# Trust Issues



## bryansummers06 (Mar 18, 2010)

I just got my goat surgically nuetered four days ago and one of the three doesnt want anyone touching or to even get to close to him, he was super freindly before. Has anyone else had this problem and if so how long did it take your goats to get back to there usual self?

Thanks


----------



## sanhestar (Dec 10, 2008)

Hello,

how was the surgery performed? Local anaestetic only or general? If local only they will have felt the pain and will be laid back for quite a while. Also, they are in pain right now. 

Think about giving them some pain killers for the next days. This will lower their stress level and make them more approachable.


----------



## bryansummers06 (Mar 18, 2010)

I think it was general, he gave them the shot in the jugular vein. There eyes werent closed but they out. What kind of pain killers would you recommened?


----------



## sanhestar (Dec 10, 2008)

Hello,

only the injection in the vein or some local around the testes, too?

I don't know what pain killers are available for goats in the US, I live in Germany and we have different laws about treating stock animals.


----------



## sweetgoatmama (Dec 10, 2008)

You can give him aspirin for pain or Banamine, if the vet will give it to you.

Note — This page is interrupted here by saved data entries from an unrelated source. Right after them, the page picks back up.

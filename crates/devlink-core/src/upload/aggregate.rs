//! Batch-wide statistics derived from the live units.

use std::time::Duration;

use serde::Serialize;

use super::estimator::time_remaining;
use super::unit::{UnitSnapshot, UploadStatus};

/// Aggregate progress of every unit in the session.
#[derive(Debug, Clone, Default, PartialEq, Serialize)]
pub struct BatchStats {
    /// Number of units
    pub total_files: usize,
    /// Units stored successfully
    pub completed_files: usize,
    /// Units that failed
    pub failed_files: usize,
    /// Units currently sending bytes
    pub uploading_files: usize,
    /// Units paused by the user
    pub paused_files: usize,
    /// Units waiting their turn
    pub queued_files: usize,
    /// Sum of unit sizes
    pub total_size: u64,
    /// Sum of uploaded bytes
    pub uploaded_size: u64,
    /// Sum of the speeds of uploading units, bytes per second
    pub overall_speed: f64,
    /// Remaining bytes over `overall_speed`; `None` when speed is zero
    #[serde(with = "super::duration_secs")]
    pub overall_time_remaining: Option<Duration>,
    /// `uploaded_size / total_size * 100`; zero for an empty batch
    pub overall_progress: f64,
}

impl BatchStats {
    /// Compute statistics over `units`.
    pub fn from_units<'a>(units: impl IntoIterator<Item = &'a UnitSnapshot>) -> Self {
        let mut stats = Self::default();
        for unit in units {
            stats.total_files += 1;
            stats.total_size += unit.size;
            stats.uploaded_size += unit.uploaded_size;
            match unit.status {
                UploadStatus::Completed => stats.completed_files += 1,
                UploadStatus::Failed => stats.failed_files += 1,
                UploadStatus::Paused => stats.paused_files += 1,
                UploadStatus::Queued => stats.queued_files += 1,
                UploadStatus::Uploading => {
                    stats.uploading_files += 1;
                    stats.overall_speed += unit.speed;
                }
            }
        }

        stats.overall_time_remaining = time_remaining(
            stats.total_size.saturating_sub(stats.uploaded_size),
            stats.overall_speed,
        );
        stats.overall_progress = if stats.total_size == 0 {
            0.0
        } else {
            stats.uploaded_size as f64 / stats.total_size as f64 * 100.0
        };
        stats
    }

    /// Whether anything is queued or uploading.
    pub fn is_active(&self) -> bool {
        self.uploading_files > 0 || self.queued_files > 0
    }
}
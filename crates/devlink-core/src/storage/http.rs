//! HTTP backend for the BaaS storage REST API.
//!
//! Uploads are `POST {endpoint}/storage/v1/object/{bucket}/{path}` with the
//! body streamed in `chunk_size` pieces and `x-upsert` controlling
//! overwrite. Listings are `POST {endpoint}/storage/v1/object/list/{bucket}`,
//! downloads are `GET` on the object URL and removals are
//! `DELETE {endpoint}/storage/v1/object/{bucket}` with the keys in the body.
//!
//! The configured timeout bounds connecting and every listing or removal
//! request. Transfers are only cut off once no bytes have moved for that long,
//! so a large upload on a slow link is never killed while it makes progress.

use std::time::Duration;

use bytes::{Bytes, BytesMut};
use futures::StreamExt;
use reqwest::header::{HeaderValue, AUTHORIZATION, CONTENT_LENGTH, CONTENT_TYPE};
use reqwest::{Client, RequestBuilder, Response, StatusCode};
use serde::{Deserialize, Serialize};
use tokio::sync::mpsc;

use super::{ObjectStore, ProgressSink, RawObject};
use crate::config::Config;
use crate::error::{Error, Result};

/// Object store talking to a storage REST endpoint.
#[derive(Debug, Clone)]
pub struct HttpObjectStore {
    client: Client,
    endpoint: String,
    bucket: String,
    api_key: Option<String>,
    chunk_size: usize,
    timeout: Duration,
}

#[derive(Serialize)]
#[serde(rename_all = "camelCase")]
struct ListRequest<'a> {
    prefix: &'a str,
    limit: usize,
    offset: usize,
    sort_by: SortBy,
}

#[derive(Serialize)]
struct SortBy {
    column: &'static str,
    order: &'static str,
}

#[derive(Serialize)]
struct RemoveRequest<'a> {
    prefixes: &'a [String],
}

#[derive(Deserialize)]
struct RemovedObject {
    name: String,
}

impl HttpObjectStore {
    /// Create a store for `endpoint`/`bucket`.
    ///
    /// # Errors
    ///
    /// Returns an error if the HTTP client cannot be built.
    pub fn new(
        endpoint: impl Into<String>,
        bucket: impl Into<String>,
        api_key: Option<String>,
        timeout: Duration,
    ) -> Result<Self> {
        let client = Client::builder()
            .connect_timeout(timeout)
            .build()
            .map_err(|e| Error::Internal(format!("failed to build HTTP client: {e}")))?;

        Ok(Self {
            client,
            endpoint: endpoint.into().trim_end_matches('/').to_string(),
            bucket: bucket.into(),
            api_key,
            chunk_size: crate::DEFAULT_CHUNK_SIZE,
            timeout,
        })
    }

    /// Create a store from the `[storage]` and `[upload]` sections.
    ///
    /// # Errors
    ///
    /// Returns an error if the HTTP client cannot be built.
    pub fn from_config(config: &Config) -> Result<Self> {
        Ok(Self::new(
            config.storage.endpoint.clone(),
            config.storage.bucket.clone(),
            config.storage.api_key.clone(),
            config.storage.request_timeout,
        )?
        .with_chunk_size(config.upload.chunk_size))
    }

    /// Set the size of the pieces request bodies are streamed in.
    #[must_use]
    pub fn with_chunk_size(mut self, chunk_size: usize) -> Self {
        self.chunk_size = chunk_size.max(1);
        self
    }

    fn object_url(&self, path: &str) -> String {
        format!(
            "{}/storage/v1/object/{}/{}",
            self.endpoint,
            self.bucket,
            path.trim_start_matches('/')
        )
    }

    fn list_url(&self) -> String {
        format!("{}/storage/v1/object/list/{}", self.endpoint, self.bucket)
    }

    fn bucket_url(&self) -> String {
        format!("{}/storage/v1/object/{}", self.endpoint, self.bucket)
    }

    fn authorize(&self, request: RequestBuilder) -> RequestBuilder {
        match &self.api_key {
            Some(key) => request
                .header(AUTHORIZATION, format!("Bearer {key}"))
                .header("apikey", key),
            None => request,
        }
    }

    fn map_send_error(&self, err: &reqwest::Error) -> Error {
        if err.is_timeout() {
            self.timed_out()
        } else {
            Error::Transport(err.to_string())
        }
    }

    fn timed_out(&self) -> Error {
        Error::Timeout(self.timeout.as_secs())
    }
}

/// Turn a non-success response into [`Error::Rejected`].
async fn rejected(response: Response) -> Error {
    let status = response.status();
    let message = response.text().await.unwrap_or_default();
    Error::Rejected {
        status: status.as_u16(),
        message: if message.is_empty() {
            status.canonical_reason().unwrap_or("unknown").to_string()
        } else {
            message
        },
    }
}

impl ObjectStore for HttpObjectStore {
    async fn put_object(
        &self,
        path: &str,
        payload: Bytes,
        overwrite: bool,
        progress: ProgressSink,
    ) -> Result<()> {
        let total = payload.len();
        let content_type = mime_guess::from_path(path)
            .first_or_octet_stream()
            .to_string();
        let upsert = if overwrite { "true" } else { "false" };

        tracing::debug!("POST {} ({} bytes, upsert={})", path, total, overwrite);

        let (sent_tx, mut sent_rx) = mpsc::unbounded_channel();
        let body = body_stream(payload, self.chunk_size, ProgressSink::new(sent_tx));
        let send = self
            .authorize(self.client.post(self.object_url(path)))
            .header("x-upsert", HeaderValue::from_static(upsert))
            .header(CONTENT_TYPE, content_type)
            .header(CONTENT_LENGTH, total)
            .body(reqwest::Body::wrap_stream(body))
            .send();
        tokio::pin!(send);

        // Every chunk pulled by the transport restarts the idle timer.
        let mut reporting = true;
        let sent = loop {
            tokio::select! {
                biased;
                sent = &mut send => break sent,
                report = sent_rx.recv(), if reporting => match report {
                    Some(bytes_sent) => progress.report(bytes_sent),
                    None => reporting = false,
                },
                () = tokio::time::sleep(self.timeout) => {
                    tracing::debug!("upload of {} stalled for {:?}", path, self.timeout);
                    return Err(self.timed_out());
                }
            }
        };
        while let Ok(bytes_sent) = sent_rx.try_recv() {
            progress.report(bytes_sent);
        }

        let response = sent.map_err(|e| self.map_send_error(&e))?;
        let status = response.status();
        if status.is_success() {
            return Ok(());
        }
        if !overwrite && status == StatusCode::CONFLICT {
            return Err(Error::Conflict(path.to_string()));
        }
        Err(rejected(response).await)
    }

    async fn list_objects(&self, prefix: &str, limit: usize) -> Result<Vec<RawObject>> {
        let request = ListRequest {
            prefix,
            limit,
            offset: 0,
            sort_by: SortBy {
                column: "name",
                order: "asc",
            },
        };

        let response = self
            .authorize(self.client.post(self.list_url()))
            .timeout(self.timeout)
            .json(&request)
            .send()
            .await
            .map_err(|e| self.map_send_error(&e))?;

        if !response.status().is_success() {
            return Err(rejected(response).await);
        }

        let body = response.bytes().await.map_err(|e| self.map_send_error(&e))?;
        Ok(serde_json::from_slice(&body)?)
    }

    async fn get_object(&self, path: &str) -> Result<Bytes> {
        tracing::debug!("GET {}", path);

        let response = tokio::time::timeout(
            self.timeout,
            self.authorize(self.client.get(self.object_url(path))).send(),
        )
        .await
        .map_err(|_| self.timed_out())?
        .map_err(|e| self.map_send_error(&e))?;

        let status = response.status();
        if !status.is_success() {
            // Some deployments answer a missing key with 400 and a `not_found` body.
            return Err(match rejected(response).await {
                Error::Rejected { message, .. }
                    if status == StatusCode::NOT_FOUND || message.contains("not_found") =>
                {
                    Error::NotFound(path.to_string())
                }
                other => other,
            });
        }

        let mut data = BytesMut::new();
        let mut chunks = response.bytes_stream();
        loop {
            let next = tokio::time::timeout(self.timeout, chunks.next())
                .await
                .map_err(|_| self.timed_out())?;
            let Some(chunk) = next else { break };
            data.extend_from_slice(&chunk.map_err(|e| self.map_send_error(&e))?);
        }
        Ok(data.freeze())
    }

    async fn remove_objects(&self, paths: &[String]) -> Result<Vec<String>> {
        if paths.is_empty() {
            return Ok(Vec::new());
        }
        tracing::debug!("DELETE {} object(s)", paths.len());

        let response = self
            .authorize(self.client.delete(self.bucket_url()))
            .timeout(self.timeout)
            .json(&RemoveRequest { prefixes: paths })
            .send()
            .await
            .map_err(|e| self.map_send_error(&e))?;

        if !response.status().is_success() {
            return Err(rejected(response).await);
        }

        let body = response.bytes().await.map_err(|e| self.map_send_error(&e))?;
        let removed: Vec<RemovedObject> = serde_json::from_slice(&body)?;
        Ok(removed.into_iter().map(|object| object.name).collect())
    }

    fn public_url(&self, path: &str) -> Option<String> {
        Some(format!(
            "{}/storage/v1/object/public/{}/{}",
            self.endpoint,
            self.bucket,
            path.trim_start_matches('/')
        ))
    }
}

/// Split `payload` into `chunk_size` pieces, reporting the running total as
/// each piece is pulled by the transport.
fn body_stream(
    payload: Bytes,
    chunk_size: usize,
    progress: ProgressSink,
) -> impl futures::Stream<Item = std::io::Result<Bytes>> + Send + 'static {
    let total = payload.len();
    let chunk_size = chunk_size.max(1);
    let chunks: Vec<Bytes> = (0..total)
        .step_by(chunk_size)
        .map(|offset| payload.slice(offset..(offset + chunk_size).min(total)))
        .collect();

    let mut sent: u64 = 0;
    futures::stream::iter(chunks.into_iter().map(move |chunk| {
        sent += chunk.len() as u64;
        progress.report(sent);
        Ok(chunk)
    }))
}
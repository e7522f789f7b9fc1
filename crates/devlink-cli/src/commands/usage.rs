//! Usage command implementation.

use anyhow::{Context, Result};

use devlink_core::storage::{storage_usage, HttpObjectStore};

use super::UsageArgs;
use crate::ui::format_size;

/// Run the usage command.
pub async fn run(args: UsageArgs) -> Result<()> {
    let config = super::load_config();
    let device = super::resolve_device(args.device, &config)?;

    let store = HttpObjectStore::from_config(&config).context("Failed to set up storage client")?;
    let bytes = storage_usage(&store, &device)
        .await
        .with_context(|| format!("Failed to compute storage usage for {}", device))?;

    if args.json {
        let output = serde_json::json!({
            "device": device,
            "bytes": bytes,
        });
        println!("{}", serde_json::to_string_pretty(&output)?);
    } else {
        println!("{}: {} used", device, format_size(bytes));
    }
    Ok(())
}
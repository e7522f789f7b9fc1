//! Directory views over an [`ObjectStore`].
//!
//! Storage has no real folders: a folder is any shared key prefix, and an
//! empty folder is kept alive by a zero-byte placeholder object.

use bytes::Bytes;
use chrono::{DateTime, Utc};
use serde::Serialize;

use super::{Destination, ObjectStore, ProgressSink, RawObject};
use crate::error::{Error, Result};

/// Name of the zero-byte object that keeps an empty folder listed.
pub const FOLDER_PLACEHOLDER: &str = ".emptyFolderPlaceholder";

/// Page size used when walking a device tree.
const WALK_LIST_LIMIT: usize = 1000;

/// A file or folder as shown to the user.
#[derive(Debug, Clone, PartialEq, Eq, Serialize)]
pub struct ObjectEntry {
    /// Entry name
    pub name: String,
    /// Path relative to the device root, starting with `/`
    pub path: String,
    /// Size in bytes; zero for folders
    pub size: u64,
    /// Coarse type: `folder`, `image`, `video`, `audio` or the file extension
    pub kind: String,
    /// Whether the entry is a folder
    pub is_directory: bool,
    /// Last modification time, if known
    pub updated_at: Option<DateTime<Utc>>,
    /// Public download URL for files, when the backend serves one
    #[serde(skip_serializing_if = "Option::is_none")]
    pub url: Option<String>,
}

impl ObjectEntry {
    /// Build an entry from a listing row of `destination`.
    #[must_use]
    pub fn from_raw(raw: RawObject, destination: &Destination) -> Self {
        let is_directory = raw.is_folder();
        let path = destination.child_path(&raw.name);
        let (size, mimetype) = raw
            .metadata
            .map(|m| (m.size, m.mimetype.unwrap_or_default()))
            .unwrap_or_default();
        let kind = if is_directory {
            "folder".to_string()
        } else {
            file_kind(&mimetype, &raw.name)
        };

        Self {
            name: raw.name,
            path,
            size: if is_directory { 0 } else { size },
            kind,
            is_directory,
            updated_at: raw.updated_at,
            url: None,
        }
    }
}

/// Classify a file by MIME type, falling back to its lowercased extension.
pub fn file_kind(mimetype: &str, name: &str) -> String {
    for family in ["image", "video", "audio"] {
        if mimetype
            .strip_prefix(family)
            .is_some_and(|rest| rest.starts_with('/'))
        {
            return family.to_string();
        }
    }
    match name.rsplit_once('.') {
        Some((_, ext)) => ext.to_lowercase(),
        None => name.to_lowercase(),
    }
}

/// List the entries directly inside `destination`, hiding folder placeholders.
///
/// Files carry the backend's public URL when it has one.
///
/// # Errors
///
/// Returns the backend error if the listing request fails.
pub async fn list_directory<S: ObjectStore>(
    store: &S,
    destination: &Destination,
    limit: usize,
) -> Result<Vec<ObjectEntry>> {
    let rows = store
        .list_objects(&destination.listing_prefix(), limit)
        .await?;

    Ok(rows
        .into_iter()
        .filter(|row| row.name != FOLDER_PLACEHOLDER)
        .map(|row| {
            let mut entry = ObjectEntry::from_raw(row, destination);
            if !entry.is_directory {
                entry.url = store.public_url(&destination.object_path(&entry.name));
            }
            entry
        })
        .collect())
}

/// Keep the entries whose name contains `query`, ignoring case.
///
/// A blank query keeps everything.
#[must_use]
pub fn filter_by_name(entries: Vec<ObjectEntry>, query: &str) -> Vec<ObjectEntry> {
    let query = query.trim().to_lowercase();
    if query.is_empty() {
        return entries;
    }
    entries
        .into_iter()
        .filter(|entry| entry.name.to_lowercase().contains(&query))
        .collect()
}

/// Every stored object below `prefix` as `(key, size)`, descending into folders.
async fn walk_objects<S: ObjectStore>(store: &S, prefix: String) -> Result<Vec<(String, u64)>> {
    let mut pending = vec![prefix];
    let mut found = Vec::new();

    while let Some(prefix) = pending.pop() {
        for row in store.list_objects(&prefix, WALK_LIST_LIMIT).await? {
            if row.id.is_none() {
                pending.push(format!("{prefix}{}/", row.name));
            } else {
                let size = row.metadata.map_or(0, |m| m.size);
                found.push((format!("{prefix}{}", row.name), size));
            }
        }
    }

    Ok(found)
}

/// Total bytes stored under a device, descending into every folder.
///
/// # Errors
///
/// Returns the backend error if any listing request fails.
pub async fn storage_usage<S: ObjectStore>(store: &S, device_id: &str) -> Result<u64> {
    let used = walk_objects(store, format!("{device_id}/"))
        .await?
        .into_iter()
        .map(|(_, size)| size)
        .sum();

    tracing::debug!("Device {} uses {} bytes", device_id, used);
    Ok(used)
}

/// Create an empty folder `name` inside `destination`.
///
/// Returns the object key of the placeholder that was written.
///
/// # Errors
///
/// Returns [`Error::InvalidPath`] for an empty name or one containing `/`,
/// [`Error::Conflict`] if the folder already has a placeholder, or the
/// backend error.
pub async fn create_folder<S: ObjectStore>(
    store: &S,
    destination: &Destination,
    name: &str,
) -> Result<String> {
    let name = entry_name(name)?;
    let path = destination.join(name).object_path(FOLDER_PLACEHOLDER);
    store
        .put_object(&path, Bytes::new(), false, ProgressSink::discard())
        .await?;

    tracing::info!("Created folder {} in {}", name, destination);
    Ok(path)
}

/// Delete the file or folder `name` inside `destination`.
///
/// A folder goes away with everything stored below it, placeholders
/// included. Returns the object keys that were removed.
///
/// # Errors
///
/// Returns [`Error::InvalidPath`] for a name [`create_folder`] would reject,
/// [`Error::NotFound`] if nothing is stored under `name`, or the backend error.
pub async fn delete_entry<S: ObjectStore>(
    store: &S,
    destination: &Destination,
    name: &str,
) -> Result<Vec<String>> {
    let name = entry_name(name)?;

    let removed = store.remove_objects(&[destination.object_path(name)]).await?;
    if !removed.is_empty() {
        tracing::info!("Deleted {} from {}", name, destination);
        return Ok(removed);
    }

    let keys: Vec<String> = walk_objects(store, destination.join(name).listing_prefix())
        .await?
        .into_iter()
        .map(|(key, _)| key)
        .collect();
    let removed = store.remove_objects(&keys).await?;
    if removed.is_empty() {
        return Err(Error::NotFound(destination.child_path(name)));
    }
    tracing::info!(
        "Deleted folder {} from {} ({} objects)",
        name,
        destination,
        removed.len()
    );
    Ok(removed)
}

/// A single path segment naming an entry of a folder.
fn entry_name(name: &str) -> Result<&str> {
    let name = name.trim();
    if name.is_empty() || name.contains('/') || name == "." || name == ".." {
        return Err(Error::InvalidPath(name.to_string()));
    }
    Ok(name)
}
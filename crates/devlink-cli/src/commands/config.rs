//! Config command implementation.

use anyhow::{Context, Result};

use devlink_core::config::Config;

use super::ConfigArgs;

/// Run the config command.
pub async fn run(args: ConfigArgs) -> Result<()> {
    if args.path {
        println!("{}", Config::config_path().display());
        return Ok(());
    }

    let mut config = super::load_config();
    if config.storage.api_key.is_some() {
        config.storage.api_key = Some(REDACTED.to_string());
    }

    let rendered = toml::to_string_pretty(&config).context("Failed to render configuration")?;
    println!("# {}", Config::config_path().display());
    println!();
    print!("{}", rendered);
    Ok(())
}

const REDACTED: &str = "********";
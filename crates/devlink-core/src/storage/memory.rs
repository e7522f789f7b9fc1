//! In-process object store.
//!
//! Used by `devlink upload --dry-run` and by tests. With a throughput set,
//! uploads are paced so progress, speed and ETA behave like a real transfer.

use std::collections::BTreeMap;
use std::sync::{Mutex, MutexGuard, PoisonError};
use std::time::Duration;

use bytes::Bytes;
use chrono::{DateTime, Utc};
use uuid::Uuid;

use super::{ObjectMetadata, ObjectStore, ProgressSink, RawObject};
use crate::error::{Error, Result};

#[derive(Debug, Clone)]
struct StoredObject {
    id: Uuid,
    data: Bytes,
    updated_at: DateTime<Utc>,
}

/// Object store keeping everything in memory.
#[derive(Debug)]
pub struct MemoryObjectStore {
    objects: Mutex<BTreeMap<String, StoredObject>>,
    bytes_per_sec: Option<u64>,
    chunk_size: usize,
}

impl MemoryObjectStore {
    /// Create an empty store that accepts uploads instantly.
    #[must_use]
    pub fn new() -> Self {
        Self {
            objects: Mutex::new(BTreeMap::new()),
            bytes_per_sec: None,
            chunk_size: crate::DEFAULT_CHUNK_SIZE,
        }
    }

    /// Pace uploads at roughly `bytes_per_sec`, reporting after every `chunk_size` bytes.
    #[must_use]
    pub fn with_throughput(mut self, bytes_per_sec: u64, chunk_size: usize) -> Self {
        self.bytes_per_sec = Some(bytes_per_sec.max(1));
        self.chunk_size = chunk_size.max(1);
        self
    }

    /// Contents of the object at `path`.
    pub fn get(&self, path: &str) -> Option<Bytes> {
        self.lock().get(path).map(|o| o.data.clone())
    }

    /// All stored object keys, sorted.
    pub fn paths(&self) -> Vec<String> {
        self.lock().keys().cloned().collect()
    }

    /// Number of stored objects.
    pub fn len(&self) -> usize {
        self.lock().len()
    }

    /// Whether the store holds nothing.
    pub fn is_empty(&self) -> bool {
        self.lock().is_empty()
    }

    fn lock(&self) -> MutexGuard<'_, BTreeMap<String, StoredObject>> {
        self.objects.lock().unwrap_or_else(PoisonError::into_inner)
    }

    fn chunk_delay(&self, len: usize) -> Option<Duration> {
        self.bytes_per_sec
            .map(|rate| Duration::from_secs_f64(len as f64 / rate as f64))
    }
}

impl Default for MemoryObjectStore {
    fn default() -> Self {
        Self::new()
    }
}

impl ObjectStore for MemoryObjectStore {
    async fn put_object(
        &self,
        path: &str,
        payload: Bytes,
        overwrite: bool,
        progress: ProgressSink,
    ) -> Result<()> {
        let path = path.trim_start_matches('/');
        if path.is_empty() || path.ends_with('/') {
            return Err(Error::InvalidPath(path.to_string()));
        }
        if !overwrite && self.lock().contains_key(path) {
            return Err(Error::Conflict(path.to_string()));
        }

        let total = payload.len();
        let mut sent = 0usize;
        while sent < total {
            let len = self.chunk_size.min(total - sent);
            if let Some(delay) = self.chunk_delay(len) {
                tokio::time::sleep(delay).await;
            }
            sent += len;
            progress.report(sent as u64);
        }

        let mut objects = self.lock();
        if !overwrite && objects.contains_key(path) {
            return Err(Error::Conflict(path.to_string()));
        }
        objects.insert(
            path.to_string(),
            StoredObject {
                id: Uuid::new_v4(),
                data: payload,
                updated_at: Utc::now(),
            },
        );
        Ok(())
    }

    async fn list_objects(&self, prefix: &str, limit: usize) -> Result<Vec<RawObject>> {
        let prefix = prefix.trim_start_matches('/');
        let prefix = if prefix.is_empty() || prefix.ends_with('/') {
            prefix.to_string()
        } else {
            format!("{prefix}/")
        };

        let objects = self.lock();
        let mut rows: BTreeMap<String, RawObject> = BTreeMap::new();
        for (key, object) in objects.range(prefix.clone()..) {
            let Some(rest) = key.strip_prefix(&prefix) else {
                break;
            };
            match rest.split_once('/') {
                Some((folder, _)) => {
                    rows.entry(folder.to_string()).or_insert_with(|| RawObject {
                        name: folder.to_string(),
                        id: None,
                        updated_at: None,
                        metadata: None,
                    });
                }
                None => {
                    rows.insert(
                        rest.to_string(),
                        RawObject {
                            name: rest.to_string(),
                            id: Some(object.id.to_string()),
                            updated_at: Some(object.updated_at),
                            metadata: Some(ObjectMetadata {
                                size: object.data.len() as u64,
                                mimetype: mime_guess::from_path(rest)
                                    .first()
                                    .map(|m| m.to_string()),
                            }),
                        },
                    );
                }
            }
        }

        Ok(rows.into_values().take(limit).collect())
    }

    async fn get_object(&self, path: &str) -> Result<Bytes> {
        let path = path.trim_start_matches('/');
        self.get(path)
            .ok_or_else(|| Error::NotFound(path.to_string()))
    }

    async fn remove_objects(&self, paths: &[String]) -> Result<Vec<String>> {
        let mut objects = self.lock();
        Ok(paths
            .iter()
            .map(|path| path.trim_start_matches('/'))
            .filter(|path| objects.remove(*path).is_some())
            .map(str::to_string)
            .collect())
    }
}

About 3-4 aspirin is necessary for about a 60 pound goat as it doesn't get absorbed very efficiently.


----------



## bentmettle (Jul 29, 2009)

I let my guys take it easy for a week or so.

The vet mentioned that some light exercise would help with blood flow and reduce swelling earlier than if I just let them sit forever, so I'd drag them out for short, slow walks just to keep them going.

I don't think it's trust issue- he's just hurting and wants left alone.


One week for mine just to get back to not wanting to lay down all day.

A good month and they have a very strong appetite and are eating more than I've ever seen them eat.


----------